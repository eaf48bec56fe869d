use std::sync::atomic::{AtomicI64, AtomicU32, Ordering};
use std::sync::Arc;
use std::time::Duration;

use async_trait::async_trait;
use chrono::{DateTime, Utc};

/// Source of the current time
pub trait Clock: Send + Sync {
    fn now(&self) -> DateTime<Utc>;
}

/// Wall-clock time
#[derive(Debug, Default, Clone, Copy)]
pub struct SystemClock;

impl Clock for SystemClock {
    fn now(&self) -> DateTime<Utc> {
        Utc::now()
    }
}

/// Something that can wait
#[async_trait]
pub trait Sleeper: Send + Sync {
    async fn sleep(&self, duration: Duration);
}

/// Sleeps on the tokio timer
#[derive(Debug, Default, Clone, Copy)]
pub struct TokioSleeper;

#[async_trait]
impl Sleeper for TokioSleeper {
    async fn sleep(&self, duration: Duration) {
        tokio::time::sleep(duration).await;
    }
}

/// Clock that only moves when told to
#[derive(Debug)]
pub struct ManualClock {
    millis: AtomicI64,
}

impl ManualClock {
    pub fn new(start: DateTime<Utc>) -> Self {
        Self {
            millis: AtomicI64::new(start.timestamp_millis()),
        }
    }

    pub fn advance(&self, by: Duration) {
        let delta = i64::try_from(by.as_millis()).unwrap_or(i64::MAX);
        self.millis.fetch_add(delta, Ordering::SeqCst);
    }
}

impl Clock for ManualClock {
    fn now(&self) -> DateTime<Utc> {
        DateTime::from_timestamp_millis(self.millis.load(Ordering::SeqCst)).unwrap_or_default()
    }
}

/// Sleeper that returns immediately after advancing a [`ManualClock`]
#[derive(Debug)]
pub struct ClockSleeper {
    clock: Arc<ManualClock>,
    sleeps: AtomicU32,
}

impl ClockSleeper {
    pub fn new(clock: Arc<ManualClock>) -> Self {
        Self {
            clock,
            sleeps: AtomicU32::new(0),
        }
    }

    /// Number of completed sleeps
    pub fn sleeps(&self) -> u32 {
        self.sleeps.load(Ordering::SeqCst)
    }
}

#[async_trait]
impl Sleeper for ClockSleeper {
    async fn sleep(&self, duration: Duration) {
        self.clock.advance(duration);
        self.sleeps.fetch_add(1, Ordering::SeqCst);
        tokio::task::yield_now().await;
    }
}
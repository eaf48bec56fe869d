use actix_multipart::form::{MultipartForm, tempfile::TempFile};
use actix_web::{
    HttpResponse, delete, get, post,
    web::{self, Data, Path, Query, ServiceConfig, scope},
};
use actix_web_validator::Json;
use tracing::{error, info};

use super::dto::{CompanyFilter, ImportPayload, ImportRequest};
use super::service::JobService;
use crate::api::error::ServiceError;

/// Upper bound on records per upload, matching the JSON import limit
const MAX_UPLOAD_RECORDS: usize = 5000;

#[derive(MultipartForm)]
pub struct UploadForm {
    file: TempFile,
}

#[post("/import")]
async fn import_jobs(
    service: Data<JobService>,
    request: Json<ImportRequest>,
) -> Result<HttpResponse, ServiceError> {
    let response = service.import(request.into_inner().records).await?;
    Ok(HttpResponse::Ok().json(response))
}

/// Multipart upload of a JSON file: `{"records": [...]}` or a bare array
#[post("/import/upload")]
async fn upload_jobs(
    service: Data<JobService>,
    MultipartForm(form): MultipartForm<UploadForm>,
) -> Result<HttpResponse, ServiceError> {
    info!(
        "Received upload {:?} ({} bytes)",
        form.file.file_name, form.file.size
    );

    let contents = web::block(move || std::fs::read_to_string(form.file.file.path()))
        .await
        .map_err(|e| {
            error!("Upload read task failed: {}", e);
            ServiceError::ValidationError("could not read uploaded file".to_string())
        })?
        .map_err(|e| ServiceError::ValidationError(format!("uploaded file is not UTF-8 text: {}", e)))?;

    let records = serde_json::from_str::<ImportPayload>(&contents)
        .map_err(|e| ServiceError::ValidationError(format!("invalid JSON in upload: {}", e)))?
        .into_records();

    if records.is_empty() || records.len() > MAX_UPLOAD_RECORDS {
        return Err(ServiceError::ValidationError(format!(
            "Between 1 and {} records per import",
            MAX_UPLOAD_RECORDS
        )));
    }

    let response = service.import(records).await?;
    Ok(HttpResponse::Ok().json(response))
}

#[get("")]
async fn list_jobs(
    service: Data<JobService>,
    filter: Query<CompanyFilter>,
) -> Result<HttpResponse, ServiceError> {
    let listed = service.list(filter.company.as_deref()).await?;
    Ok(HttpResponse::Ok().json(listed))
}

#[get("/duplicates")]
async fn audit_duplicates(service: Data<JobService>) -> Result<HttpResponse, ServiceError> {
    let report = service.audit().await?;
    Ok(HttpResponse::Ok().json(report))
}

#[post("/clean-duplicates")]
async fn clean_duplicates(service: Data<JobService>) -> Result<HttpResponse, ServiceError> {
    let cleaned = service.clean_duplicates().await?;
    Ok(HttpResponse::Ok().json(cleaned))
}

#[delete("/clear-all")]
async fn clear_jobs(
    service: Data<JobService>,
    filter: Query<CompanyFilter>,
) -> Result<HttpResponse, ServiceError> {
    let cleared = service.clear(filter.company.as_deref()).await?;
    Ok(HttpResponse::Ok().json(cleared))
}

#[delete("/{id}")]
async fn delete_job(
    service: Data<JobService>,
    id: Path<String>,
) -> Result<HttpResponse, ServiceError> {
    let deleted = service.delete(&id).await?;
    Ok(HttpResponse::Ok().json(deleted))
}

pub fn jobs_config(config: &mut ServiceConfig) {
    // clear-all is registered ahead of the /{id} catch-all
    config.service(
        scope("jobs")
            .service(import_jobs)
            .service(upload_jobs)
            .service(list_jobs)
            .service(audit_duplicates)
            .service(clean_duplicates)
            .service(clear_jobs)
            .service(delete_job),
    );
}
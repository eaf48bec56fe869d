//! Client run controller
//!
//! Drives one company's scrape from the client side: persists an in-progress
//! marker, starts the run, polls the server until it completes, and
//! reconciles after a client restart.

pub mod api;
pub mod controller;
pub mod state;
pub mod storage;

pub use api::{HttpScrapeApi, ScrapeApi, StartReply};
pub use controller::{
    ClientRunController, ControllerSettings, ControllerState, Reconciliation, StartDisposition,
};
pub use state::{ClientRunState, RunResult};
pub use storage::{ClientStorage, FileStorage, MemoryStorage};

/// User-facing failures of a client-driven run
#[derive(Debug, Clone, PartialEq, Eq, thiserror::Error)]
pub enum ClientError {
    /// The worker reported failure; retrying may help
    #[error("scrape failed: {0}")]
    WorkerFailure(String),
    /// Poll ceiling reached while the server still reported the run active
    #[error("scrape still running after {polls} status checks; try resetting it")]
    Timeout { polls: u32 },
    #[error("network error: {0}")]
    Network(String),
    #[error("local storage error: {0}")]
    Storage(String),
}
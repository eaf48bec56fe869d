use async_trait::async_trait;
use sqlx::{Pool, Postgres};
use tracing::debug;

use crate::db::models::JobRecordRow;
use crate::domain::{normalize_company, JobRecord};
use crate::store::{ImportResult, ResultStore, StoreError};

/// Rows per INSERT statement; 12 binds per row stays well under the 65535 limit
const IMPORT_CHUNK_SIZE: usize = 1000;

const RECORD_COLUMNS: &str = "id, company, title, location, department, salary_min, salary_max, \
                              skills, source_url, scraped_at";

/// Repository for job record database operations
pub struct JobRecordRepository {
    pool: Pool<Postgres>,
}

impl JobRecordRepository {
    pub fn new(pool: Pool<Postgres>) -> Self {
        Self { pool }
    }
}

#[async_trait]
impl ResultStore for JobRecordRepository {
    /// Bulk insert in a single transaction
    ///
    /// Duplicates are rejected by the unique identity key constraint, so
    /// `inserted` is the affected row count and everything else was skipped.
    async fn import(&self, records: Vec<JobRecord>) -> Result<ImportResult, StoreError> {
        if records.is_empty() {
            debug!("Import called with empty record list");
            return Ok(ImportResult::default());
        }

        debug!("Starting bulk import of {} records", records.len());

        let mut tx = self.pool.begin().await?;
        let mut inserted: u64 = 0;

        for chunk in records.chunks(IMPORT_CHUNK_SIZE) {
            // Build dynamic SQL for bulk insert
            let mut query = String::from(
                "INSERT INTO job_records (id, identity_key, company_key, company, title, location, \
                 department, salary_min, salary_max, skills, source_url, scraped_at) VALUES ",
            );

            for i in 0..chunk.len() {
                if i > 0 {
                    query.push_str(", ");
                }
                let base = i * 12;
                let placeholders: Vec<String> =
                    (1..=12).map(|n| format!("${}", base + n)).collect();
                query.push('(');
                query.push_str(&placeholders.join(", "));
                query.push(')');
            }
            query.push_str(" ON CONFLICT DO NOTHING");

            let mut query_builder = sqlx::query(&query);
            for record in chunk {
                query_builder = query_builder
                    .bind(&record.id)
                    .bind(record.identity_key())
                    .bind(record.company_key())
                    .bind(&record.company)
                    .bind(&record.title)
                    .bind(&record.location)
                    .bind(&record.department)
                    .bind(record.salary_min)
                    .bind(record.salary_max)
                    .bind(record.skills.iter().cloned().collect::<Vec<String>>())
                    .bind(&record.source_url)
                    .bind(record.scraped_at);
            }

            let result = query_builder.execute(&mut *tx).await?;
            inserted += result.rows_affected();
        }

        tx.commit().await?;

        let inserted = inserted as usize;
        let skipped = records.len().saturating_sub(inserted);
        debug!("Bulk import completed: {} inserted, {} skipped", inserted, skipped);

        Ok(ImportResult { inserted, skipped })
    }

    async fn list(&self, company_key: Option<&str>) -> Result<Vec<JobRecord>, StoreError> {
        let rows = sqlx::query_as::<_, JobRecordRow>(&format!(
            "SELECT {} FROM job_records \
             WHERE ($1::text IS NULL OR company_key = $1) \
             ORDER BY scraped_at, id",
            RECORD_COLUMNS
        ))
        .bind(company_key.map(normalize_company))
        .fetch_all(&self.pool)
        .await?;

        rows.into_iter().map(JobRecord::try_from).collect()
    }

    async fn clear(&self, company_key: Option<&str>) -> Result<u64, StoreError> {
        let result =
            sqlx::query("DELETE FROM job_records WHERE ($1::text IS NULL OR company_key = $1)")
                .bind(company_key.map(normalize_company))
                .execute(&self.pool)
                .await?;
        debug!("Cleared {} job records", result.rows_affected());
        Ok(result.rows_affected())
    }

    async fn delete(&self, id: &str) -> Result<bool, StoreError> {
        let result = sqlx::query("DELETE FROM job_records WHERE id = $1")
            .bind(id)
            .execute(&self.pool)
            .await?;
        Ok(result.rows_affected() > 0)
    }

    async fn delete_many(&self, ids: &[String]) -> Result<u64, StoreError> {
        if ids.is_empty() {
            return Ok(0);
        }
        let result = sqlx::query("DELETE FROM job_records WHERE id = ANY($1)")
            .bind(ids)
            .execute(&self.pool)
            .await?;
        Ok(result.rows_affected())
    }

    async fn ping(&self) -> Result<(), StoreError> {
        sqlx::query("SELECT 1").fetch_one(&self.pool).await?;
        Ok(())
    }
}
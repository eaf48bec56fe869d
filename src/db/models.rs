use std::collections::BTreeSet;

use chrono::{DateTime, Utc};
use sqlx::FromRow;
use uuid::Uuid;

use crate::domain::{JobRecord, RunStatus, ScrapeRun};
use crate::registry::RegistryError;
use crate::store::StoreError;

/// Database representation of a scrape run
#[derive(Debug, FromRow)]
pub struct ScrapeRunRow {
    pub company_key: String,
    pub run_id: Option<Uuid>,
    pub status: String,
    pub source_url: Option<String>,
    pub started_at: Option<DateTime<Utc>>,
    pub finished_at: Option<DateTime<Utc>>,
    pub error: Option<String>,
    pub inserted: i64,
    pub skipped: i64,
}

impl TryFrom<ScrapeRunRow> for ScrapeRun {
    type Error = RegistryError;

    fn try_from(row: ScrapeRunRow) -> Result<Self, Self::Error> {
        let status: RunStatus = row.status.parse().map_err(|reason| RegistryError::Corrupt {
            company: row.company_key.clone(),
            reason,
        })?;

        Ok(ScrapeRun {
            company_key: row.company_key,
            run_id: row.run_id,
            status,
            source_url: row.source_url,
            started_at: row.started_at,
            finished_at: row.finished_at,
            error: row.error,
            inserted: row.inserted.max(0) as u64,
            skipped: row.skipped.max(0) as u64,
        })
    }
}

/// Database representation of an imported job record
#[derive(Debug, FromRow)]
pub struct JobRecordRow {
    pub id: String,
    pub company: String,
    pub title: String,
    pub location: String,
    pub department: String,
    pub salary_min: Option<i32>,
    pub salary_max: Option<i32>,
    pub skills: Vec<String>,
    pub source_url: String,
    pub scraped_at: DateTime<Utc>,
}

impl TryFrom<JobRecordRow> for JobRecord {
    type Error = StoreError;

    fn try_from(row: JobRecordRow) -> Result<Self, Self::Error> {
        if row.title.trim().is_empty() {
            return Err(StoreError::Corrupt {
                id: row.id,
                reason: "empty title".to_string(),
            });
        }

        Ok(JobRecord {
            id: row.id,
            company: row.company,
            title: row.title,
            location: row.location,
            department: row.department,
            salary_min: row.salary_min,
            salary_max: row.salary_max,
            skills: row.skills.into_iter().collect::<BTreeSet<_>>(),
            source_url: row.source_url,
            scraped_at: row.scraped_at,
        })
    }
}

******

| What to do |
Please go line by line through the records above, copying each one that holds the string "Send".

| Solution to this exercise |
pub trait Clock: Send + Sync {
pub trait Sleeper: Send + Sync {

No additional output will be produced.